_TASK DESCRIPTION:_ Check each line of the listing below for the string "AddressOf", and copy the ones that have it.

---

// Copyright Kani Contributors
// SPDX-License-Identifier: Apache-2.0 OR MIT

//! Resolution of pointer dereferences.
//!
//! The SSA construction only tracks named objects, so every `*p` has to be replaced by the
//! objects `p` may point to before renaming. Which objects those are is the business of an
//! alias analysis; this module defines the interface to it and two simple implementations.

use crate::error::Result;
use crate::objects::SSA_NAMESPACE;
use goto_ir::goto_program::{Expr, ExprValue, Loc, SymbolTable, Type};
use goto_ir::InternedString;
use std::collections::BTreeMap;
use std::convert::Infallible;
use tracing::trace;

/// Replaces the dereferences in an expression by the objects they may refer to.
pub trait AliasResolver {
    /// Rewrite `expr`, as evaluated at `loc`, so that it contains no dereference outside of
    /// address-of expressions. `&*p` is canonicalized to `p`.
    fn resolve(&self, expr: Expr, loc: Loc, symbol_table: &SymbolTable) -> Result<Expr>;
}

/// Assumes nothing about pointers: only `*&x` is resolved (to `x`). Any other dereference
/// becomes an unconstrained placeholder.
#[derive(Clone, Copy, Debug, Default)]
pub struct NoAliasing;

impl AliasResolver for NoAliasing {
    fn resolve(&self, expr: Expr, loc: Loc, _symbol_table: &SymbolTable) -> Result<Expr> {
        Ok(dereference_rec(expr, &|pointer, typ| unknown_target(pointer, typ, loc)))
    }
}

/// Points-to sets given per pointer variable. A dereference of a pointer `p` with targets
/// `c1 .. cn` becomes `p == &c1 ? c1 : (... : cn)`. The last candidate is not tested: `p` is
/// assumed to point into its set.
#[derive(Clone, Debug, Default)]
pub struct PointsToMap {
    targets: BTreeMap<InternedString, Vec<InternedString>>,
}

impl PointsToMap {
    pub fn new() -> Self {
        PointsToMap::default()
    }

    pub fn insert<T, U>(&mut self, pointer: T, targets: Vec<U>)
    where
        T: Into<InternedString>,
        U: Into<InternedString>,
    {
        self.targets.insert(pointer.into(), targets.into_iter().map(Into::into).collect());
    }

    pub fn len(&self) -> usize {
        self.targets.len()
    }

    pub fn is_empty(&self) -> bool {
        self.targets.is_empty()
    }

    /// The candidate objects of `pointer` whose type is `typ`.
    fn candidates(&self, pointer: &Expr, typ: &Type, symbol_table: &SymbolTable) -> Vec<Expr> {
        let Some(targets) = pointer.identifier().and_then(|id| self.targets.get(&id)) else {
            return vec![];
        };
        targets
            .iter()
            .filter_map(|target| symbol_table.lookup(*target))
            .map(|symbol| symbol.to_expr())
            .filter(|candidate| {
                let fits = candidate.typ() == typ;
                if !fits {
                    trace!(%pointer, %candidate, "points-to candidate of the wrong type");
                }
                fits
            })
            .collect()
    }
}

impl<T: Into<InternedString>, U: Into<InternedString>> FromIterator<(T, Vec<U>)> for PointsToMap {
    fn from_iter<I: IntoIterator<Item = (T, Vec<U>)>>(iter: I) -> Self {
        let mut map = PointsToMap::new();
        iter.into_iter().for_each(|(pointer, targets)| map.insert(pointer, targets));
        map
    }
}

impl AliasResolver for PointsToMap {
    fn resolve(&self, expr: Expr, loc: Loc, symbol_table: &SymbolTable) -> Result<Expr> {
        Ok(dereference_rec(expr, &|pointer, typ| {
            let candidates = self.candidates(pointer, typ, symbol_table);
            let Some((last, rest)) = candidates.split_last() else {
                return unknown_target(pointer, typ, loc);
            };
            rest.iter().rev().fold(last.clone(), |otherwise, candidate| {
                let points_here = pointer.clone().eq(candidate.clone().address_of());
                points_here.ternary(candidate.clone(), otherwise)
            })
        }))
    }
}

/// The value behind a pointer nothing is known about. Reading the same pointer twice at one
/// location gives the same placeholder.
fn unknown_target(pointer: &Expr, typ: &Type, loc: Loc) -> Expr {
    Expr::symbol_expression(format!("{SSA_NAMESPACE}deref#{loc}({pointer})"), typ.clone())
}

type Deref<'a> = dyn Fn(&Expr, &Type) -> Expr + 'a;

fn dereference_rec(expr: Expr, deref: &Deref) -> Expr {
    match expr.value() {
        ExprValue::AddressOf(object) => {
            if let ExprValue::Dereference(pointer) = object.value() {
                return dereference_rec(pointer.clone(), deref);
            }
            expr.map_operands(|object| address_rec(object, deref))
        }
        _ => {
            let expr = expr.map_operands(|op| dereference_rec(op, deref));
            match expr.value() {
                ExprValue::Dereference(pointer) => match pointer.value() {
                    ExprValue::AddressOf(object) => object.clone(),
                    _ => deref(pointer, expr.typ()),
                },
                _ => expr,
            }
        }
    }
}

/// The operand of an address-of: the addressed path stays, pointers and indices in it are
/// resolved.
fn address_rec(expr: Expr, deref: &Deref) -> Expr {
    match expr.value() {
        ExprValue::Dereference(_) => expr.map_operands(|pointer| dereference_rec(pointer, deref)),
        ExprValue::Member { .. } => expr.map_operands(|lhs| address_rec(lhs, deref)),
        ExprValue::Index { .. } => map_indexed(expr, |i, op| {
            if i == 0 { address_rec(op, deref) } else { dereference_rec(op, deref) }
        }),
        ExprValue::If { .. } => map_indexed(expr, |i, op| {
            if i == 0 { dereference_rec(op, deref) } else { address_rec(op, deref) }
        }),
        _ => expr,
    }
}

/// [Expr::map_operands], also passing the position of each operand.
pub(crate) fn map_indexed<F>(expr: Expr, mut f: F) -> Expr
where
    F: FnMut(usize, Expr) -> Expr,
{
    match try_map_indexed::<Infallible, _>(expr, |i, op| Ok(f(i, op))) {
        Ok(e) => e,
        Err(never) => match never {},
    }
}

/// [Expr::try_map_operands], also passing the position of each operand.
pub(crate) fn try_map_indexed<E, F>(expr: Expr, mut f: F) -> std::result::Result<Expr, E>
where
    F: FnMut(usize, Expr) -> std::result::Result<Expr, E>,
{
    let mut position = 0;
    expr.try_map_operands(|op| {
        let op = f(position, op);
        position += 1;
        op
    })
}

---

_YOUR SOLUTION:_
        ExprValue::AddressOf(object) => {
                    ExprValue::AddressOf(object) => object.clone(),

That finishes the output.